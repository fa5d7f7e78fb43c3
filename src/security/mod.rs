//! Secret provider
//!
//! Resolves secrets either from the secure secret store (through a
//! pluggable [`SecretClient`]) or, when security is disabled via
//! `EDGEX_SECURITY_SECRET_STORE=false`, from the insecure secrets held
//! in the writable configuration. Secure lookups are cached per path;
//! the cache is guarded by a single mutex and cleared whenever secrets
//! are stored, since a store may invalidate previous values.

use std::collections::HashMap;
use std::sync::Arc;

use async_trait::async_trait;
use parking_lot::{Mutex, RwLock};

use crate::config::{environment, ServiceConfig, StoreInfo};
use crate::error::{EdgeflowError, Result};

/// Username/password pair for the backing store
#[derive(Debug, Clone, Default, PartialEq, Eq)]
pub struct Credentials {
    pub username: String,
    pub password: String,
}

/// Client for a secure secret store
#[async_trait]
pub trait SecretClient: Send + Sync {
    /// Fetch secrets under `path`; empty `keys` means all of them.
    async fn get_secrets(&self, path: &str, keys: &[&str]) -> Result<HashMap<String, String>>;

    /// Store `secrets` under `path`.
    async fn store_secrets(&self, path: &str, secrets: HashMap<String, String>) -> Result<()>;
}

/// Cached secret resolution for pipeline functions and the bootstrap
pub struct SecretProvider {
    secret_client: Option<Arc<dyn SecretClient>>,
    secrets_cache: Mutex<HashMap<String, HashMap<String, String>>>,
    config: Arc<RwLock<ServiceConfig>>,
    security_enabled: bool,
}

impl SecretProvider {
    /// Create a provider over the shared configuration.
    ///
    /// The security toggle is read from the environment once, here.
    pub fn new(config: Arc<RwLock<ServiceConfig>>) -> Self {
        Self {
            secret_client: None,
            secrets_cache: Mutex::new(HashMap::new()),
            config,
            security_enabled: environment::security_enabled(),
        }
    }

    /// Attach the secure secret client.
    pub fn with_client(mut self, client: Arc<dyn SecretClient>) -> Self {
        self.secret_client = Some(client);
        self
    }

    /// Whether the secure secret store is in use.
    pub fn security_enabled(&self) -> bool {
        self.security_enabled
    }

    /// Retrieve secrets under `path`. Empty `keys` returns everything at
    /// the path. Secure lookups consult the cache first and refresh it on
    /// a miss.
    pub async fn get_secrets(&self, path: &str, keys: &[&str]) -> Result<HashMap<String, String>> {
        if !self.security_enabled {
            return self.get_insecure_secrets(path, keys);
        }

        if let Some(cached) = self.cache_lookup(path, keys) {
            return Ok(cached);
        }

        let client = self.secret_client.as_ref().ok_or_else(|| {
            EdgeflowError::Secrets("secret provider is not initialized".to_string())
        })?;

        let secrets = client.get_secrets(path, keys).await?;
        self.update_cache(path, &secrets);
        Ok(secrets)
    }

    /// Store secrets under `path`. Only available in secure mode; the
    /// cache is cleared because new values may invalidate earlier reads.
    pub async fn store_secrets(
        &self,
        path: &str,
        secrets: HashMap<String, String>,
    ) -> Result<()> {
        if !self.security_enabled {
            return Err(EdgeflowError::Secrets(
                "storing secrets is not supported when running in insecure mode".to_string(),
            ));
        }

        let client = self.secret_client.as_ref().ok_or_else(|| {
            EdgeflowError::Secrets("secret provider is not initialized".to_string())
        })?;

        client.store_secrets(path, secrets).await?;
        self.secrets_cache.lock().clear();
        Ok(())
    }

    /// Credentials for the backing store: the secure store in secure
    /// mode, the insecure configuration values otherwise.
    pub async fn get_store_credentials(&self, store: &StoreInfo) -> Result<Credentials> {
        if !self.security_enabled {
            return Ok(Credentials {
                username: store.username.clone(),
                password: store.password.clone(),
            });
        }

        let secrets = self
            .get_secrets(&store.store_type, &["username", "password"])
            .await?;
        Ok(Credentials {
            username: secrets.get("username").cloned().unwrap_or_default(),
            password: secrets.get("password").cloned().unwrap_or_default(),
        })
    }

    /// A cache hit requires every requested key under the path; any miss
    /// (or an all-keys request) falls through to the secret client.
    fn cache_lookup(&self, path: &str, keys: &[&str]) -> Option<HashMap<String, String>> {
        if keys.is_empty() {
            return None;
        }

        let cache = self.secrets_cache.lock();
        let cached = cache.get(path)?;

        let mut secrets = HashMap::new();
        for key in keys {
            secrets.insert((*key).to_string(), cached.get(*key)?.clone());
        }
        Some(secrets)
    }

    fn update_cache(&self, path: &str, secrets: &HashMap<String, String>) {
        let mut cache = self.secrets_cache.lock();
        cache
            .entry(path.to_string())
            .or_default()
            .extend(secrets.iter().map(|(k, v)| (k.clone(), v.clone())));
    }

    fn get_insecure_secrets(&self, path: &str, keys: &[&str]) -> Result<HashMap<String, String>> {
        let config = self.config.read();
        let mut secrets = HashMap::new();
        let mut path_exists = false;
        let mut missing: Vec<&str> = Vec::new();

        for insecure in config.writable.insecure_secrets.values() {
            if insecure.path != path {
                continue;
            }

            if keys.is_empty() {
                return Ok(insecure.secrets.clone());
            }

            path_exists = true;
            for key in keys {
                match insecure.secrets.get(*key) {
                    Some(value) => {
                        secrets.insert((*key).to_string(), value.clone());
                    }
                    None => missing.push(key),
                }
            }
        }

        if !missing.is_empty() {
            return Err(EdgeflowError::Secrets(format!(
                "no value for the keys [{}] exists",
                missing.join(",")
            )));
        }
        if !path_exists {
            return Err(EdgeflowError::Secrets(format!(
                "path '{path}' does not exist in the secret store"
            )));
        }

        Ok(secrets)
    }
}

▸ **Try it**
Answer with one number, namely the count of lines in the entries that include the word "await".

▸ **Expected output**
3